Comment le CICR aide-t-il les communautés à se relever sur le long terme ?
En accord avec la politique d’assistance du CICR, nous avons toujours envisagé les étapes de secours d’urgence et de relèvement comment étant liées. Nous concevons nos programmes d’assistance de manière à encourager et aider nos bénéficiaires à reprendre leurs activités de subsistance dès qu’ils peuvent le faire en toute sécurité. Cela implique d’aider les communautés touchées à reconstituer leurs actifs productifs et de redonner vie aux écosystèmes de services. Cela fait plusieurs années que le CICR mène des petits projets visant à favoriser la reprise économique. La portée de ces projets dépasse souvent le cadre de la famille bénéficiaire qui génère des revenus directs. C’est en effet toute la communauté qui profite des bénéfices socio-économiques des nouvelles entreprises soutenues par le CICR. Ces entreprises créent des emplois et renforcent les liens sociaux. Ces projets ont notre préférence pour deux raisons : ils restaurent l’indépendance des personnes et des communautés touchées par le conflit armé et la violence, et ils ont des retombées sur le long terme. Dans le même temps, nous continuons d’apporter une aide d’urgence lorsque c’est nécessaire, par exemple aux personnes nouvellement déplacées qui ont besoin de nourriture et d’autres biens essentiels pour survivre.

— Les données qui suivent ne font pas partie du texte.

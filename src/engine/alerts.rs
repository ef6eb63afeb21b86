//! Alert creation, acknowledgment, resolution, and timed escalation.

use super::{Engine, EngineError};
use crate::auth::{can_perform, can_see, Actor, Capability};
use crate::engine::requests::AlertUpdateRequest;
use crate::model::{ActionSeverity, Alert, EnforcementAction, Trip};
use crate::regulatory::RegulatoryApi;
use crate::store::ComplianceStore;
use chrono::{DateTime, Utc};
use uuid::Uuid;

impl<S: ComplianceStore, R: RegulatoryApi> Engine<S, R> {
    /// Acknowledge and/or resolve an alert.
    ///
    /// Both flags are idempotent: acknowledging an already-acknowledged
    /// alert changes nothing. A request setting neither flag fails with
    /// `NoOpUpdate`.
    pub fn update_alert(
        &mut self,
        request: AlertUpdateRequest,
        actor: &Actor,
        now: DateTime<Utc>,
    ) -> Result<Alert, EngineError> {
        if !request.acknowledge && !request.resolve {
            return Err(EngineError::NoOpUpdate);
        }
        let Some(mut alert) = self.store.alert(request.alert_id)? else {
            return Err(EngineError::NotFound { entity: "alert" });
        };
        if !can_see(actor, alert.org_id) {
            return Err(EngineError::NotFound { entity: "alert" });
        }
        if !can_perform(actor, Capability::ManageAlerts, alert.org_id) {
            return Err(EngineError::Forbidden);
        }

        let mut changed = Vec::new();
        if request.acknowledge && !alert.is_acknowledged() {
            alert.acknowledged_at = Some(now);
            alert.acknowledged_by = Some(actor.id);
            changed.push("acknowledged");
        }
        if request.resolve && !alert.is_resolved() {
            alert.resolved_at = Some(now);
            alert.resolved_by = Some(actor.id);
            changed.push("resolved");
        }
        if !changed.is_empty() {
            self.store.update_alert(&alert)?;
            self.audit(actor, "alert.updated", alert.trip_id, now, changed.join(","))?;
        }
        Ok(alert)
    }

    /// Create an alert against a trip and escalate if its severity calls
    /// for it.
    ///
    /// Escalation looks up the organization's active workflow matching the
    /// severity and records an escalation enforcement action plus an audit
    /// entry. No matching workflow is not an error: the alert stands and
    /// escalation is simply skipped.
    pub(crate) fn raise_alert(
        &mut self,
        trip: &Trip,
        severity: ActionSeverity,
        message: String,
        actor: &Actor,
        now: DateTime<Utc>,
    ) -> Result<Alert, EngineError> {
        let alert = Alert {
            id: Uuid::new_v4(),
            trip_id: trip.id,
            org_id: trip.org_id,
            severity,
            message,
            created_at: now,
            acknowledged_at: None,
            acknowledged_by: None,
            resolved_at: None,
            resolved_by: None,
        };
        self.store.insert_alert(alert.clone())?;
        self.audit(
            actor,
            "alert.created",
            trip.id,
            now,
            format!("severity={:?}", severity),
        )?;

        if severity.escalates() {
            let workflows = self.store.active_workflows(trip.org_id)?;
            if let Some(workflow) = workflows.iter().find(|w| w.matches(severity)) {
                self.store.insert_action(EnforcementAction {
                    id: Uuid::new_v4(),
                    trip_id: trip.id,
                    rule_id: None,
                    severity,
                    automated: true,
                    executed_at: now,
                    result: format!(
                        "escalated alert {} to {}",
                        alert.id,
                        workflow.targets.join(", ")
                    ),
                })?;
                self.audit(
                    actor,
                    "alert.escalated",
                    trip.id,
                    now,
                    format!("workflow={}", workflow.id),
                )?;
            }
        }
        Ok(alert)
    }
}
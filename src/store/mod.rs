//! The persistence collaborator boundary.
//!
//! The engine never talks to a database directly; it talks to
//! [`ComplianceStore`]. The trait deliberately includes conditional-write
//! methods (`insert_violation_if_vacant`, `open_failure_if_absent`) because
//! deduplication and failure opening must be atomic per key in the backing
//! store — unique-constraint semantics, not client-side locking.

use crate::model::{
    Alert, AlertId, ApprovalOverride, AuditEntry, CriticalFailure, EnforcementAction,
    EnforcementRule, EscalationWorkflow, FatigueSample, ItemId, MaintenanceTask, ModuleItem,
    RegulatorySubmission, Trip, TripId, TripModule, Violation,
};
use chrono::{DateTime, Utc};
use thiserror::Error;
use uuid::Uuid;

pub mod memory;

pub use memory::MemoryStore;

/// Errors surfaced by store implementations.
///
/// The engine propagates these without retrying; bounded request timeouts
/// and retry policy live with the backing store and its callers.
#[derive(Debug, Clone, Error, PartialEq)]
pub enum StoreError {
    #[error("store unavailable: {0}")]
    Unavailable(String),

    #[error("stored record is corrupt: {0}")]
    Corrupt(String),
}

/// Persistence operations the engine depends on.
pub trait ComplianceStore {
    // Trips
    fn insert_trip(&mut self, trip: Trip) -> Result<(), StoreError>;
    fn trip(&self, id: TripId) -> Result<Option<Trip>, StoreError>;
    fn update_trip(&mut self, trip: &Trip) -> Result<(), StoreError>;
    /// Cascade-delete a trip with its modules, items, and telemetry.
    /// Callers enforce the draft-only restriction.
    fn delete_trip(&mut self, id: TripId) -> Result<(), StoreError>;
    /// Trips past approval and not yet fully completed. `None` scopes to
    /// all organizations.
    fn active_trips(&self, org: Option<Uuid>) -> Result<Vec<Trip>, StoreError>;
    /// Look up an existing trip for the same driver, date, and route, used
    /// to refuse duplicate creation.
    fn find_trip(
        &self,
        driver: Uuid,
        date: chrono::NaiveDate,
        route: &str,
    ) -> Result<Option<Trip>, StoreError>;

    // Modules and items
    fn insert_module(&mut self, module: TripModule) -> Result<(), StoreError>;
    fn update_module(&mut self, module: &TripModule) -> Result<(), StoreError>;
    fn modules_for_trip(&self, trip: TripId) -> Result<Vec<TripModule>, StoreError>;
    fn insert_item(&mut self, item: ModuleItem) -> Result<(), StoreError>;
    fn item(&self, id: ItemId) -> Result<Option<ModuleItem>, StoreError>;
    fn update_item(&mut self, item: &ModuleItem) -> Result<(), StoreError>;
    fn items_for_trip(&self, trip: TripId) -> Result<Vec<ModuleItem>, StoreError>;

    // Critical failures
    /// Open a failure unless one is already open for the same item.
    /// Returns whether the insert happened.
    fn open_failure_if_absent(&mut self, failure: CriticalFailure) -> Result<bool, StoreError>;
    /// Resolve the single open failure for this item, if any. Returns
    /// whether a failure was resolved.
    fn resolve_failure_for_item(
        &mut self,
        trip: TripId,
        item: ItemId,
        resolver: Uuid,
        at: DateTime<Utc>,
    ) -> Result<bool, StoreError>;
    fn open_failures(&self, trip: TripId) -> Result<Vec<CriticalFailure>, StoreError>;

    // Approval overrides
    fn record_override(&mut self, ov: ApprovalOverride) -> Result<(), StoreError>;
    fn latest_override(&self, trip: TripId) -> Result<Option<ApprovalOverride>, StoreError>;

    // Violations and fatigue
    /// Insert unless a violation already occupies the (trip, bucket) slot.
    /// Returns whether the insert happened.
    fn insert_violation_if_vacant(&mut self, violation: Violation) -> Result<bool, StoreError>;
    fn latest_violation_since(
        &self,
        trip: TripId,
        cutoff: DateTime<Utc>,
    ) -> Result<Option<Violation>, StoreError>;
    fn record_fatigue(&mut self, sample: FatigueSample) -> Result<(), StoreError>;
    fn latest_fatigue(&self, trip: TripId) -> Result<Option<FatigueSample>, StoreError>;

    // Alerts
    fn insert_alert(&mut self, alert: Alert) -> Result<(), StoreError>;
    fn alert(&self, id: AlertId) -> Result<Option<Alert>, StoreError>;
    fn update_alert(&mut self, alert: &Alert) -> Result<(), StoreError>;
    fn alerts_for_trip(&self, trip: TripId) -> Result<Vec<Alert>, StoreError>;
    fn unacknowledged_critical_alerts_since(
        &self,
        trip: TripId,
        cutoff: DateTime<Utc>,
    ) -> Result<usize, StoreError>;

    // Rules and workflows
    fn insert_rule(&mut self, rule: EnforcementRule) -> Result<(), StoreError>;
    /// Active rules visible in scope: org-local rules plus global ones.
    /// `None` scopes to all organizations.
    fn active_rules(&self, org: Option<Uuid>) -> Result<Vec<EnforcementRule>, StoreError>;
    fn insert_workflow(&mut self, workflow: EscalationWorkflow) -> Result<(), StoreError>;
    fn active_workflows(&self, org: Uuid) -> Result<Vec<EscalationWorkflow>, StoreError>;

    // Actions, maintenance, audit, regulatory
    fn insert_action(&mut self, action: EnforcementAction) -> Result<(), StoreError>;
    fn actions_for_trip(&self, trip: TripId) -> Result<Vec<EnforcementAction>, StoreError>;
    fn insert_maintenance(&mut self, task: MaintenanceTask) -> Result<(), StoreError>;
    fn maintenance_for_trip(&self, trip: TripId) -> Result<Vec<MaintenanceTask>, StoreError>;
    fn append_audit(&mut self, entry: AuditEntry) -> Result<(), StoreError>;
    fn audit_for_subject(&self, subject: &str) -> Result<Vec<AuditEntry>, StoreError>;
    fn record_submission(&mut self, submission: RegulatorySubmission) -> Result<(), StoreError>;
    fn submissions_for_trip(&self, trip: TripId) -> Result<Vec<RegulatorySubmission>, StoreError>;
}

Pouvez-vous nous donner un exemple précis de cette démarche au Nigéria ?
Rien qu’en 2017, des outils et des intrants agricoles ont été distribués à plus de 500 000 personnes dans le nord-est du Nigéria et le delta du Niger, afin d’améliorer la qualité des récoltes. Ces personnes ont également reçu des aides financières qui ont facilité l’établissement d’activités génératrices de revenus. Aujourd’hui, parmi les veuves qui ont bénéficié de petites subventions, nombreuses sont celles qui emploient d’autres membres de leur communauté.
Notre partenariat avec le secteur privé est un autre exemple parlant. Cette collaboration est née pour répondre à un réel besoin exprimé par nos bénéficiaires. Nous avions apporté un soutien au projet agricole de personnes déplacées qui étaient rentrées chez elles dans la ville de Mubi, dans l’État d’Adamawa. Quand nous sommes revenus début 2016 pour constater les résultats, leur message a été clair : « Merci, nous n’avons plus besoin d’aide humanitaire. Nos récoltes nous suffisent ! »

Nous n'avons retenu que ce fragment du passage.